◆ Saved entries ◆

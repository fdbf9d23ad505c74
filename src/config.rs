//! Agent configuration loading.
//!
//! The controller agent keeps its configuration in
//! `<data dir>/agents/<tag>/agent.conf`.  The first line names the on-disk
//! format (`# format 2.0`); the rest is YAML decoded by the function
//! registered for that version in [`FORMATS`].  Unknown versions are
//! rejected, never parsed best-effort.

use std::fmt;
use std::path::{Path, PathBuf};
use std::str::FromStr;

use garde::Validate;
use serde::Deserialize;

use crate::errors::{BackstopError, Result};

/// File name of the agent config.
pub const AGENT_CONFIG_FILENAME: &str = "agent.conf";

/// Default base directory holding every agent's data.
pub const DEFAULT_DATA_DIR: &str = "/var/lib/controller";

/// Default directory for agent logs.
pub const DEFAULT_LOG_DIR: &str = "/var/log/controller";

const FORMAT_PREFIX: &str = "# format ";

/// Decoder for one on-disk format version.
pub type FormatDecoder = fn(&str) -> Result<AgentConfig>;

/// Registered format versions.
pub const FORMATS: &[(&str, FormatDecoder)] = &[("2.0", decode_format_2_0)];

// -- Tags --------------------------------------------------------------------

/// Identity of an agent: `machine-N` or `controller-N`.
#[derive(Debug, Clone, PartialEq, Eq)]
pub enum AgentTag {
    Machine(u64),
    Controller(u64),
}

impl FromStr for AgentTag {
    type Err = BackstopError;

    fn from_str(s: &str) -> Result<Self> {
        let invalid = || BackstopError::InvalidConfig(format!("{s:?} is not a valid agent tag"));
        let (kind, id) = s.split_once('-').ok_or_else(invalid)?;
        if id.is_empty() || !id.bytes().all(|b| b.is_ascii_digit()) {
            return Err(invalid());
        }
        let id: u64 = id.parse().map_err(|_| invalid())?;
        match kind {
            "machine" => Ok(AgentTag::Machine(id)),
            "controller" => Ok(AgentTag::Controller(id)),
            _ => Err(invalid()),
        }
    }
}

impl fmt::Display for AgentTag {
    fn fmt(&self, f: &mut fmt::Formatter<'_>) -> fmt::Result {
        match self {
            AgentTag::Machine(id) => write!(f, "machine-{id}"),
            AgentTag::Controller(id) => write!(f, "controller-{id}"),
        }
    }
}

// -- Paths -------------------------------------------------------------------

/// Directory holding every agent's subdirectory.
pub fn base_dir(data_dir: &Path) -> PathBuf {
    data_dir.join("agents")
}

/// Directory of one agent.
pub fn agent_dir(data_dir: &Path, tag: &AgentTag) -> PathBuf {
    base_dir(data_dir).join(tag.to_string())
}

/// Full path to an agent's config file.
pub fn config_path(data_dir: &Path, tag: &AgentTag) -> PathBuf {
    agent_dir(data_dir, tag).join(AGENT_CONFIG_FILENAME)
}

// -- Config ------------------------------------------------------------------

/// Details needed to run a controller. Present only on controller machines.
#[derive(Debug, Clone, PartialEq, Eq)]
pub struct StateServingInfo {
    pub api_port: u16,
    pub controller_api_port: u16,
    pub cert: String,
    pub private_key: String,
    pub ca_private_key: String,
    pub shared_secret: String,
    pub system_identity: String,
}

/// Read-only agent configuration.
#[derive(Debug, Clone)]
pub struct AgentConfig {
    tag: AgentTag,
    data_dir: PathBuf,
    log_dir: PathBuf,
    ca_cert: String,
    controller: Option<String>,
    model: Option<String>,
    api_addresses: Vec<String>,
    serving_info: Option<StateServingInfo>,
    path: Option<PathBuf>,
}

impl AgentConfig {
    pub fn tag(&self) -> &AgentTag {
        &self.tag
    }

    /// Base data directory; each agent has a subdirectory in it.
    pub fn data_dir(&self) -> &Path {
        &self.data_dir
    }

    pub fn log_dir(&self) -> &Path {
        &self.log_dir
    }

    /// CA certificate (PEM) used to validate controller certificates.
    pub fn ca_cert(&self) -> &str {
        &self.ca_cert
    }

    pub fn controller(&self) -> Option<&str> {
        self.controller.as_deref()
    }

    pub fn model(&self) -> Option<&str> {
        self.model.as_deref()
    }

    /// Advertised API addresses of the controllers.
    pub fn api_addresses(&self) -> Result<Vec<String>> {
        if self.api_addresses.is_empty() {
            return Err(BackstopError::not_found("API addresses in agent config"));
        }
        Ok(self.api_addresses.clone())
    }

    pub fn state_serving_info(&self) -> Option<&StateServingInfo> {
        self.serving_info.as_ref()
    }

    /// File the config was read from, if any.
    pub fn path(&self) -> Option<&Path> {
        self.path.as_deref()
    }
}

// -- Format 2.0 --------------------------------------------------------------

/// YAML layout of format 2.0.
#[derive(Debug, Clone, Deserialize, Validate)]
struct Format2_0 {
    #[garde(pattern(r"^(machine|controller)-[0-9]+$"))]
    tag: String,

    #[serde(default, rename = "datadir")]
    #[garde(skip)]
    data_dir: String,

    #[serde(default, rename = "logdir")]
    #[garde(skip)]
    log_dir: String,

    #[serde(default, rename = "cacert")]
    #[garde(skip)]
    ca_cert: String,

    #[serde(default)]
    #[garde(pattern(r"^controller-[0-9a-f-]+$"))]
    controller: Option<String>,

    #[serde(default)]
    #[garde(pattern(r"^model-[0-9a-f-]+$"))]
    model: Option<String>,

    #[serde(default, rename = "apiaddresses")]
    #[garde(inner(length(min = 1)))]
    api_addresses: Vec<String>,

    #[serde(default, rename = "controllercert")]
    #[garde(skip)]
    controller_cert: String,

    #[serde(default, rename = "controllerkey")]
    #[garde(skip)]
    controller_key: String,

    #[serde(default, rename = "caprivatekey")]
    #[garde(skip)]
    ca_private_key: String,

    #[serde(default, rename = "apiport")]
    #[garde(skip)]
    api_port: u16,

    #[serde(default, rename = "controllerapiport")]
    #[garde(skip)]
    controller_api_port: u16,

    #[serde(default, rename = "sharedsecret")]
    #[garde(skip)]
    shared_secret: String,

    #[serde(default, rename = "systemidentity")]
    #[garde(skip)]
    system_identity: String,
}

fn decode_format_2_0(body: &str) -> Result<AgentConfig> {
    let format: Format2_0 = serde_yaml::from_str(body)
        .map_err(|e| BackstopError::corruption("agent config", e))?;
    format
        .validate()
        .map_err(|report| BackstopError::InvalidConfig(report.to_string()))?;

    let serving_info = (!format.controller_key.is_empty()).then(|| StateServingInfo {
        api_port: format.api_port,
        controller_api_port: format.controller_api_port,
        cert: format.controller_cert.clone(),
        private_key: format.controller_key.clone(),
        ca_private_key: format.ca_private_key.clone(),
        shared_secret: format.shared_secret.clone(),
        system_identity: format.system_identity.clone(),
    });

    Ok(AgentConfig {
        tag: format.tag.parse()?,
        data_dir: non_empty_or(format.data_dir, DEFAULT_DATA_DIR),
        log_dir: non_empty_or(format.log_dir, DEFAULT_LOG_DIR),
        ca_cert: format.ca_cert,
        controller: format.controller,
        model: format.model,
        api_addresses: format.api_addresses,
        serving_info,
        path: None,
    })
}

fn non_empty_or(value: String, default: &str) -> PathBuf {
    if value.is_empty() {
        PathBuf::from(default)
    } else {
        PathBuf::from(value)
    }
}

// -- Loader ------------------------------------------------------------------

/// Decode agent config text, dispatching on its format header.
pub fn parse_config(contents: &str) -> Result<AgentConfig> {
    let (header, body) = contents.split_once('\n').unwrap_or((contents, ""));
    let version = header
        .trim_end()
        .strip_prefix(FORMAT_PREFIX)
        .ok_or_else(|| BackstopError::corruption("agent config", "missing format header"))?
        .trim();

    let decode = FORMATS
        .iter()
        .find(|(v, _)| *v == version)
        .map(|(_, decode)| decode)
        .ok_or_else(|| BackstopError::UnsupportedFormat {
            version: version.to_string(),
        })?;
    decode(body)
}

/// Load agent config from the file at `path`.
pub fn read_config<P: AsRef<Path>>(path: P) -> Result<AgentConfig> {
    let path = path.as_ref();
    let contents = std::fs::read_to_string(path).map_err(|e| BackstopError::io(path, e))?;
    let mut config = parse_config(&contents)?;
    config.path = Some(path.to_path_buf());
    Ok(config)
}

◆ Work required ◆
Give again, exactly as written, the lines running from the first line of the data above through the line that contains "use std::fmt;".

◆ Your solution ◆
repository fdbf9d23ad505c74
filename src/config.rs
//! Agent configuration loading.
//!
//! The controller agent keeps its configuration in
//! `<data dir>/agents/<tag>/agent.conf`.  The first line names the on-disk
//! format (`# format 2.0`); the rest is YAML decoded by the function
//! registered for that version in [`FORMATS`].  Unknown versions are
//! rejected, never parsed best-effort.

use std::fmt;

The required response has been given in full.